27. Non-corporate entities would be affected by base broadening reforms. The net income of non-corporate pass-through entities is determined using the same tax accounting as corporate income, so broadening the corporate tax base also eliminates deductions for non-corporate businesses. The analysis of the impacts of base broadening reforms therefore applies equally to corporate taxpayers and to pass-through entities.

Revenue-Neutral CIT Rate Cut with Base Broadening

28. JCT (2011) estimates that eliminating all significant CIT expenditures would enable the CIT rate to be cut to 28 percent on a revenue-neutral basis. However, this does not take into account the effect of broadening the business tax base for non-corporate businesses, which currently account for a large share of U.S. production. JCT (2011) estimates that eliminating business tax expenditures would increase PIT revenues from pass-through entities by roughly $300 billion over ten years. In practice, some of these pass-through entities will determine that they would be better off under the lower-rate CIT regime and convert to C-corporations, which will shift revenue from the PIT to the CIT and lower the revenue gain from business tax base broadening. The magnitude of this effect is uncertain and will depend on the non-tax benefits that businesses derive from operating as pass throughs.

29. A revenue-neutral combination of base broadening and a CIT rate cut would likely lead to a modest increase in outbound U.S. FDI. The precise impact of this reform would depend on the nature of the base broadening reforms, but as a first approximation it is reasonable to assume that the METR on domestic investment in the U.S. would be largely unchanged. As discussed above, the base broadening would have no direct impact on outbound U. S. FDI, due to the different tax base rules applied to foreign income, but the CIT rate cut would reduce the residual U.S. tax on foreign earnings of U.S. multinationals. In net terms, the AETR on outbound U.S. FDI is therefore likely to fall, resulting in slightly more outbound U. S. FDI.

30. Most revenue-neutral reforms would lead to the same incentive for net profit shifting into the U.S. as a CIT rate cut in isolation. As discussed, profit shifting behavior is driven primarily by cross-country differences in statutory income tax rates. Accompanying a U.S. CIT rate cut with base broadening would therefore lead to the same net shifting of profits into the U. S. as a stand-alone rate cut. The exception would be where U. S. base broadening is achieved through less generous tax treatment of debt finance, which would encourage greater profit shifting into the U.S., reinforcing the impact of a standalone U.S. CIT rate cut.

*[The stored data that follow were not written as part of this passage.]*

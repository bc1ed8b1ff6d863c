//! Unit tests for the CSV dataset loader

use slimip::pipeline::{load_dataset, ValidationError, INTERCEPT_NAME};

#[path = "common/mod.rs"]
mod common;

use common::{write_temp_file, SCENARIO_CSV};

#[test]
fn test_load_scenario_csv() {
    let (_dir, path) = write_temp_file("scenario.csv", SCENARIO_CSV);
    let dataset = load_dataset(&path, None).unwrap();

    assert_eq!(dataset.n_samples(), 4);
    assert_eq!(dataset.n_variables(), 2);
    assert_eq!(dataset.variable_names(), &[INTERCEPT_NAME.to_string(), "x".to_string()]);
    assert_eq!(dataset.outcome_name(), Some("y"));
    assert_eq!(dataset.labels(), &[1, 1, -1, -1]);
    assert_eq!(dataset.row(2), &[1.0, -1.0]);
    assert!(dataset.has_uniform_weights());
}

#[test]
fn test_signed_labels_are_kept() {
    let (_dir, path) = write_temp_file("signed.csv", "y,a,b\n1,0.5,2\n-1,1.5,0\n");
    let dataset = load_dataset(&path, None).unwrap();

    assert_eq!(dataset.labels(), &[1, -1]);
    assert_eq!(dataset.row(0), &[1.0, 0.5, 2.0]);
}

#[test]
fn test_existing_intercept_column_is_not_duplicated() {
    let csv = "y,(Intercept),x\n1,1,3\n0,1,-3\n";
    let (_dir, path) = write_temp_file("intercept.csv", csv);
    let dataset = load_dataset(&path, None).unwrap();

    assert_eq!(dataset.n_variables(), 2);
    assert_eq!(dataset.intercept_index(), Some(0));
}

#[test]
fn test_weight_column() {
    let csv = "y,x,w\n1,1,2\n1,2,1\n0,-1,0.5\n0,-2,1\n";
    let (_dir, path) = write_temp_file("weighted.csv", csv);
    let dataset = load_dataset(&path, Some("w")).unwrap();

    assert_eq!(dataset.n_variables(), 2);
    assert!(!dataset.variable_names().iter().any(|n| n == "w"));
    assert_eq!(dataset.sample_weights(), Some(&[2.0, 1.0, 0.5, 1.0][..]));
    assert!(!dataset.has_uniform_weights());
}

#[test]
fn test_unknown_weight_column_errors() {
    let (_dir, path) = write_temp_file("scenario.csv", SCENARIO_CSV);
    assert!(load_dataset(&path, Some("missing")).is_err());
}

#[test]
fn test_negative_weight_errors() {
    let csv = "y,x,w\n1,1,1\n0,-1,-2\n";
    let (_dir, path) = write_temp_file("weighted.csv", csv);
    assert!(load_dataset(&path, Some("w")).is_err());
}

#[test]
fn test_empty_cell_is_a_missing_value() {
    let csv = "y,x,z\n1,1,4\n0,,2\n";
    let (_dir, path) = write_temp_file("holes.csv", csv);
    let err = load_dataset(&path, None).unwrap_err();

    let missing = err
        .chain()
        .find_map(|cause| cause.downcast_ref::<ValidationError>())
        .cloned();
    assert_eq!(
        missing,
        Some(ValidationError::MissingValue {
            column: "x".to_string(),
            row: 1,
        })
    );
}

#[test]
fn test_label_outside_binary_coding_errors() {
    let (_dir, path) = write_temp_file("labels.csv", "y,x\n1,1\n2,3\n");
    let err = load_dataset(&path, None).unwrap_err();
    assert!(format!("{:#}", err).contains("labels.csv"));
}

#[test]
fn test_non_csv_extension_is_rejected() {
    let (_dir, path) = write_temp_file("data.parquet", "y,x\n1,1\n");
    let err = load_dataset(&path, None).unwrap_err();
    assert!(err.to_string().contains("Unsupported file format"));
}
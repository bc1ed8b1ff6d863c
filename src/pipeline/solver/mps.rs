//! Free-format MPS reading and writing
//!
//! The writer lists every variable in `COLUMNS` (with a zero objective entry
//! when it appears nowhere else) and gives every variable explicit bounds, so
//! variable order, domains and bounds survive a round trip. Reals use Rust's
//! shortest round-trip formatting.

use std::collections::HashMap;
use std::fmt::Write as _;
use std::path::Path;

use anyhow::{anyhow, bail, Context, Result};

use super::problem::{Domain, LinearConstraint, MipSpec, Objective, ObjectiveSense, Sense};

const OBJECTIVE_ROW: &str = "OBJ";
const RHS_SET: &str = "RHS";
const BOUND_SET: &str = "BND";

/// Serialize `spec` as free-format MPS
pub fn write_mps(spec: &MipSpec) -> String {
    let mut out = String::new();
    // writing to a String cannot fail
    let _ = write_sections(spec, &mut out);
    out
}

fn write_sections(spec: &MipSpec, out: &mut String) -> std::fmt::Result {
    writeln!(out, "NAME {}", spec.name)?;
    if spec.objective.sense == ObjectiveSense::Maximize {
        writeln!(out, "OBJSENSE")?;
        writeln!(out, "    MAX")?;
    }

    writeln!(out, "ROWS")?;
    writeln!(out, " N  {}", OBJECTIVE_ROW)?;
    for row in &spec.constraints {
        let code = match row.sense {
            Sense::Le => "L",
            Sense::Ge => "G",
            Sense::Eq => "E",
        };
        writeln!(out, " {}  {}", code, row.name)?;
    }

    // column-major view of the objective and the rows
    let mut entries: Vec<Vec<(&str, f64)>> = vec![Vec::new(); spec.num_variables()];
    for &(k, coef) in &spec.objective.terms {
        entries[k].push((OBJECTIVE_ROW, coef));
    }
    for row in &spec.constraints {
        for &(k, coef) in &row.terms {
            entries[k].push((row.name.as_str(), coef));
        }
    }

    writeln!(out, "COLUMNS")?;
    let mut in_integer_block = false;
    let mut marker = 0;
    for (var, column) in spec.variables.iter().zip(&entries) {
        let integral = var.domain.is_integral();
        if integral != in_integer_block {
            let kind = if integral { "'INTORG'" } else { "'INTEND'" };
            writeln!(out, "    MARKER{}  'MARKER'  {}", marker, kind)?;
            marker += 1;
            in_integer_block = integral;
        }
        if column.is_empty() {
            writeln!(out, "    {}  {}  0", var.name, OBJECTIVE_ROW)?;
        }
        for (row, coef) in column {
            writeln!(out, "    {}  {}  {}", var.name, row, coef)?;
        }
    }
    if in_integer_block {
        writeln!(out, "    MARKER{}  'MARKER'  'INTEND'", marker)?;
    }

    writeln!(out, "RHS")?;
    for row in spec.constraints.iter().filter(|r| r.rhs != 0.0) {
        writeln!(out, "    {}  {}  {}", RHS_SET, row.name, row.rhs)?;
    }

    writeln!(out, "BOUNDS")?;
    for var in &spec.variables {
        let name = &var.name;
        if var.domain == Domain::Binary && var.lower == 0.0 && var.upper == 1.0 {
            writeln!(out, " BV {}  {}", BOUND_SET, name)?;
            continue;
        }
        if var.lower == var.upper && var.lower.is_finite() {
            writeln!(out, " FX {}  {}  {}", BOUND_SET, name, var.lower)?;
            continue;
        }
        if var.lower == f64::NEG_INFINITY && var.upper == f64::INFINITY {
            writeln!(out, " FR {}  {}", BOUND_SET, name)?;
            continue;
        }
        let (lo, up) = if var.domain.is_integral() { ("LI", "UI") } else { ("LO", "UP") };
        if var.lower == f64::NEG_INFINITY {
            writeln!(out, " MI {}  {}", BOUND_SET, name)?;
        } else {
            writeln!(out, " {} {}  {}  {}", lo, BOUND_SET, name, var.lower)?;
        }
        if var.upper == f64::INFINITY {
            writeln!(out, " PL {}  {}", BOUND_SET, name)?;
        } else {
            writeln!(out, " {} {}  {}  {}", up, BOUND_SET, name, var.upper)?;
        }
    }
    writeln!(out, "ENDATA")?;
    Ok(())
}

#[derive(Debug, Clone, Copy, PartialEq, Eq)]
enum Section {
    Header,
    ObjSense,
    Rows,
    Columns,
    Rhs,
    Ranges,
    Bounds,
    End,
}

/// Parse free-format MPS text into a `MipSpec`
///
/// Variables without a `BOUNDS` entry get the MPS default `[0, +inf)`.
/// `RANGES` and `SOS` sections are rejected.
pub fn parse_mps(text: &str) -> Result<MipSpec> {
    let mut spec = MipSpec::new("");
    let mut section = Section::Header;
    let mut objective_row: Option<String> = None;
    let mut row_index: HashMap<String, usize> = HashMap::new();
    let mut var_index: HashMap<String, usize> = HashMap::new();
    let mut objective_terms: Vec<(usize, f64)> = Vec::new();
    let mut in_integer_block = false;

    for (line_no, raw) in text.lines().enumerate() {
        let line_no = line_no + 1;
        let line = raw.trim_end();
        if line.trim().is_empty() || line.starts_with('*') {
            continue;
        }
        let tokens: Vec<&str> = line.split_whitespace().collect();

        // section headers start in column 1
        if !line.starts_with(char::is_whitespace) {
            section = match tokens[0] {
                "NAME" => {
                    spec.name = tokens.get(1..).map(|t| t.join(" ")).unwrap_or_default();
                    Section::Header
                }
                "OBJSENSE" => {
                    if let Some(sense) = tokens.get(1) {
                        spec.objective.sense = parse_objective_sense(sense, line_no)?;
                    }
                    Section::ObjSense
                }
                "ROWS" => Section::Rows,
                "COLUMNS" => Section::Columns,
                "RHS" => Section::Rhs,
                "RANGES" => Section::Ranges,
                "BOUNDS" => Section::Bounds,
                "ENDATA" => Section::End,
                other => bail!("line {}: unknown MPS section '{}'", line_no, other),
            };
            if section == Section::Ranges {
                bail!("line {}: RANGES sections are not supported", line_no);
            }
            if section == Section::End {
                break;
            }
            continue;
        }

        match section {
            Section::Header => bail!("line {}: data before the first section", line_no),
            Section::ObjSense => {
                spec.objective.sense = parse_objective_sense(tokens[0], line_no)?;
            }
            Section::Rows => {
                let [code, name] = tokens[..] else {
                    bail!("line {}: expected '<type> <row>' in ROWS", line_no);
                };
                let sense = match code {
                    "N" => {
                        if objective_row.is_none() {
                            objective_row = Some(name.to_string());
                        }
                        continue;
                    }
                    "L" => Sense::Le,
                    "G" => Sense::Ge,
                    "E" => Sense::Eq,
                    other => bail!("line {}: unknown row type '{}'", line_no, other),
                };
                if row_index.contains_key(name) {
                    bail!("line {}: duplicate row '{}'", line_no, name);
                }
                row_index.insert(name.to_string(), spec.constraints.len());
                spec.constraints.push(LinearConstraint {
                    name: name.to_string(),
                    terms: Vec::new(),
                    sense,
                    rhs: 0.0,
                });
            }
            Section::Columns => {
                if tokens.get(1) == Some(&"'MARKER'") {
                    match tokens.get(2) {
                        Some(&"'INTORG'") => in_integer_block = true,
                        Some(&"'INTEND'") => in_integer_block = false,
                        _ => bail!("line {}: unknown marker", line_no),
                    }
                    continue;
                }
                if tokens.len() != 3 && tokens.len() != 5 {
                    bail!("line {}: expected '<column> <row> <value> [<row> <value>]'", line_no);
                }
                let column = tokens[0];
                let k = match var_index.get(column) {
                    Some(&k) => k,
                    None => {
                        let domain = if in_integer_block { Domain::Integer } else { Domain::Continuous };
                        let k = spec.add_variable(column, 0.0, f64::INFINITY, domain);
                        var_index.insert(column.to_string(), k);
                        k
                    }
                };
                for pair in tokens[1..].chunks(2) {
                    let value = parse_real(pair[1], line_no)?;
                    if Some(pair[0]) == objective_row.as_deref() {
                        if value != 0.0 {
                            objective_terms.push((k, value));
                        }
                    } else {
                        let r = *row_index
                            .get(pair[0])
                            .ok_or_else(|| anyhow!("line {}: unknown row '{}'", line_no, pair[0]))?;
                        if value != 0.0 {
                            spec.constraints[r].terms.push((k, value));
                        }
                    }
                }
            }
            Section::Rhs => {
                // the set name is optional in free format
                let pairs = if tokens.len() % 2 == 1 { &tokens[1..] } else { &tokens[..] };
                for pair in pairs.chunks(2) {
                    let value = parse_real(pair[1], line_no)?;
                    if Some(pair[0]) == objective_row.as_deref() {
                        continue;
                    }
                    let r = *row_index
                        .get(pair[0])
                        .ok_or_else(|| anyhow!("line {}: unknown row '{}'", line_no, pair[0]))?;
                    spec.constraints[r].rhs = value;
                }
            }
            Section::Bounds => parse_bound(&mut spec, &var_index, &tokens, line_no)?,
            Section::Ranges | Section::End => {}
        }
    }

    if section != Section::End {
        bail!("missing ENDATA");
    }

    for row in &mut spec.constraints {
        row.terms.sort_by_key(|&(k, _)| k);
    }
    objective_terms.sort_by_key(|&(k, _)| k);
    spec.objective = Objective {
        sense: spec.objective.sense,
        terms: objective_terms,
    };
    Ok(spec)
}

fn parse_bound(
    spec: &mut MipSpec,
    var_index: &HashMap<String, usize>,
    tokens: &[&str],
    line_no: usize,
) -> Result<()> {
    let kind = tokens[0];
    let needs_value = !matches!(kind, "FR" | "MI" | "PL" | "BV");
    // the set name is optional in free format
    let (name, value) = match (needs_value, tokens.len()) {
        (true, 4) => (tokens[2], Some(tokens[3])),
        (true, 3) => (tokens[1], Some(tokens[2])),
        (false, 3) => (tokens[2], None),
        (false, 2) => (tokens[1], None),
        _ => bail!("line {}: malformed {} bound", line_no, kind),
    };
    let k = *var_index
        .get(name)
        .ok_or_else(|| anyhow!("line {}: bound on unknown column '{}'", line_no, name))?;
    let value = value.map(|v| parse_real(v, line_no)).transpose()?;
    let var = &mut spec.variables[k];

    match (kind, value) {
        ("LO", Some(v)) => var.lower = v,
        ("UP", Some(v)) => var.upper = v,
        ("FX", Some(v)) => {
            var.lower = v;
            var.upper = v;
        }
        ("LI", Some(v)) => {
            var.lower = v;
            var.domain = Domain::Integer;
        }
        ("UI", Some(v)) => {
            var.upper = v;
            var.domain = Domain::Integer;
        }
        ("FR", None) => {
            var.lower = f64::NEG_INFINITY;
            var.upper = f64::INFINITY;
        }
        ("MI", None) => var.lower = f64::NEG_INFINITY,
        ("PL", None) => var.upper = f64::INFINITY,
        ("BV", None) => {
            var.lower = 0.0;
            var.upper = 1.0;
            var.domain = Domain::Binary;
        }
        _ => bail!("line {}: unsupported bound type '{}'", line_no, kind),
    }
    Ok(())
}

fn parse_objective_sense(token: &str, line_no: usize) -> Result<ObjectiveSense> {
    match token.to_ascii_uppercase().as_str() {
        "MIN" | "MINIMIZE" => Ok(ObjectiveSense::Minimize),
        "MAX" | "MAXIMIZE" => Ok(ObjectiveSense::Maximize),
        other => bail!("line {}: unknown objective sense '{}'", line_no, other),
    }
}

fn parse_real(token: &str, line_no: usize) -> Result<f64> {
    token
        .parse::<f64>()
        .with_context(|| format!("line {}: '{}' is not a number", line_no, token))
}

pub fn save_mps(spec: &MipSpec, path: &Path) -> Result<()> {
    std::fs::write(path, write_mps(spec))
        .with_context(|| format!("Failed to write MPS file {}", path.display()))
}

pub fn load_mps(path: &Path) -> Result<MipSpec> {
    let text = std::fs::read_to_string(path)
        .with_context(|| format!("Failed to read MPS file {}", path.display()))?;
    parse_mps(&text).with_context(|| format!("Failed to parse MPS file {}", path.display()))
}
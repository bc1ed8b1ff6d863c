//! Coefficient constraint set
//!
//! Per-variable bounds, integrality and regularization eligibility for the
//! coefficient vector `rho`. Entries are kept in dataset column order, so
//! `rho[j]` always refers to `variable_names[j]`.

use std::collections::HashMap;

use serde::{Deserialize, Serialize};

use super::dataset::INTERCEPT_NAME;
use super::error::ValidationError;

/// Domain of a single coefficient
#[derive(Debug, Clone, Copy, Default, PartialEq, Eq, Serialize, Deserialize)]
pub enum CoefType {
    #[default]
    Integer,
    Continuous,
}

impl std::fmt::Display for CoefType {
    fn fmt(&self, f: &mut std::fmt::Formatter<'_>) -> std::fmt::Result {
        match self {
            CoefType::Integer => write!(f, "I"),
            CoefType::Continuous => write!(f, "C"),
        }
    }
}

/// Read-only view of one entry of a [`CoefficientSet`]
#[derive(Debug, Clone, Copy, PartialEq)]
pub struct CoefficientView<'a> {
    pub index: usize,
    pub name: &'a str,
    pub lb: f64,
    pub ub: f64,
    pub vtype: CoefType,
    pub l0_reg: bool,
    pub l1_reg: bool,
}

/// Bounds, type and regularization flags for every coefficient
#[derive(Debug, Clone, PartialEq)]
pub struct CoefficientSet {
    names: Vec<String>,
    positions: HashMap<String, usize>,
    ub: Vec<f64>,
    lb: Vec<f64>,
    default_ub: Vec<f64>,
    default_lb: Vec<f64>,
    vtype: Vec<CoefType>,
    l0_reg: Vec<bool>,
    l1_reg: Vec<bool>,
}

impl CoefficientSet {
    /// Create a set where every variable shares the scalar bounds `[lb, ub]`.
    pub fn new(variable_names: &[String], lb: f64, ub: f64) -> Result<Self, ValidationError> {
        let n = variable_names.len();
        Self::with_bounds(variable_names, vec![lb; n], vec![ub; n])
    }

    /// Create a set with one `(lb, ub)` pair per variable.
    pub fn with_bounds(
        variable_names: &[String],
        lb: Vec<f64>,
        ub: Vec<f64>,
    ) -> Result<Self, ValidationError> {
        let n = variable_names.len();
        for (what, len) in [("lb", lb.len()), ("ub", ub.len())] {
            if len != n {
                return Err(ValidationError::DimensionMismatch {
                    what,
                    expected: n,
                    actual: len,
                });
            }
        }

        let mut positions = HashMap::with_capacity(n);
        for (j, name) in variable_names.iter().enumerate() {
            if positions.insert(name.clone(), j).is_some() {
                return Err(ValidationError::DuplicateName(name.clone()));
            }
            check_bounds(name, lb[j], ub[j])?;
        }

        let is_regularized: Vec<bool> = variable_names
            .iter()
            .map(|name| name != INTERCEPT_NAME)
            .collect();

        Ok(Self {
            names: variable_names.to_vec(),
            positions,
            default_ub: ub.clone(),
            default_lb: lb.clone(),
            ub,
            lb,
            vtype: vec![CoefType::Integer; n],
            l0_reg: is_regularized.clone(),
            l1_reg: is_regularized,
        })
    }

    pub fn len(&self) -> usize {
        self.names.len()
    }

    pub fn is_empty(&self) -> bool {
        self.names.is_empty()
    }

    pub fn names(&self) -> &[String] {
        &self.names
    }

    /// Column index of `name`
    pub fn position(&self, name: &str) -> Result<usize, ValidationError> {
        self.positions
            .get(name)
            .copied()
            .ok_or_else(|| ValidationError::UnknownVariable(name.to_string()))
    }

    pub fn ub(&self, name: &str) -> Result<f64, ValidationError> {
        Ok(self.ub[self.position(name)?])
    }

    pub fn lb(&self, name: &str) -> Result<f64, ValidationError> {
        Ok(self.lb[self.position(name)?])
    }

    pub fn vtype(&self, name: &str) -> Result<CoefType, ValidationError> {
        Ok(self.vtype[self.position(name)?])
    }

    pub fn l0_reg(&self, name: &str) -> Result<bool, ValidationError> {
        Ok(self.l0_reg[self.position(name)?])
    }

    pub fn l1_reg(&self, name: &str) -> Result<bool, ValidationError> {
        Ok(self.l1_reg[self.position(name)?])
    }

    /// Set the upper bound; fails without modifying the set if `ub < lb`.
    pub fn set_ub(&mut self, name: &str, value: f64) -> Result<(), ValidationError> {
        let j = self.position(name)?;
        check_bounds(name, self.lb[j], value)?;
        self.ub[j] = value;
        Ok(())
    }

    /// Set the lower bound; fails without modifying the set if `ub < lb`.
    pub fn set_lb(&mut self, name: &str, value: f64) -> Result<(), ValidationError> {
        let j = self.position(name)?;
        check_bounds(name, value, self.ub[j])?;
        self.lb[j] = value;
        Ok(())
    }

    /// Set both bounds at once.
    pub fn set_bounds(&mut self, name: &str, lb: f64, ub: f64) -> Result<(), ValidationError> {
        let j = self.position(name)?;
        check_bounds(name, lb, ub)?;
        self.lb[j] = lb;
        self.ub[j] = ub;
        Ok(())
    }

    /// Restore the bounds given at construction.
    pub fn reset(&mut self, name: &str) -> Result<(), ValidationError> {
        let j = self.position(name)?;
        self.lb[j] = self.default_lb[j];
        self.ub[j] = self.default_ub[j];
        Ok(())
    }

    pub fn set_type(&mut self, name: &str, vtype: CoefType) -> Result<(), ValidationError> {
        let j = self.position(name)?;
        self.vtype[j] = vtype;
        Ok(())
    }

    pub fn set_l0_reg(&mut self, name: &str, flag: bool) -> Result<(), ValidationError> {
        let j = self.position(name)?;
        self.l0_reg[j] = flag;
        Ok(())
    }

    pub fn set_l1_reg(&mut self, name: &str, flag: bool) -> Result<(), ValidationError> {
        let j = self.position(name)?;
        self.l1_reg[j] = flag;
        Ok(())
    }

    pub fn ub_values(&self) -> &[f64] {
        &self.ub
    }

    pub fn lb_values(&self) -> &[f64] {
        &self.lb
    }

    pub fn types(&self) -> &[CoefType] {
        &self.vtype
    }

    pub fn l0_reg_ind(&self) -> &[bool] {
        &self.l0_reg
    }

    pub fn l1_reg_ind(&self) -> &[bool] {
        &self.l1_reg
    }

    /// Iterate over entries in column order
    pub fn iter(&self) -> impl Iterator<Item = CoefficientView<'_>> + '_ {
        (0..self.len()).map(move |j| CoefficientView {
            index: j,
            name: &self.names[j],
            lb: self.lb[j],
            ub: self.ub[j],
            vtype: self.vtype[j],
            l0_reg: self.l0_reg[j],
            l1_reg: self.l1_reg[j],
        })
    }
}

fn check_bounds(name: &str, lb: f64, ub: f64) -> Result<(), ValidationError> {
    for value in [lb, ub] {
        if !value.is_finite() {
            return Err(ValidationError::NonFiniteBound {
                name: name.to_string(),
                value,
            });
        }
    }
    if ub < lb {
        return Err(ValidationError::InvalidBounds {
            name: name.to_string(),
            lb,
            ub,
        });
    }
    Ok(())
}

31. A cut in the U.S. CIT rate, even if accompanied by base broadening, can be expected to prompt rate cuts elsewhere in the world. As discussed, a U.S. CIT rate cut reduces the residual tax on outbound U.S. FDI, while base broadening reforms would not affect the effective tax rate on foreign income of U.S. multinationals. Following a U.S. CIT rate cut, foreign jurisdictions would face an incentive to cut their own CIT rates in order to attract U.S. investment.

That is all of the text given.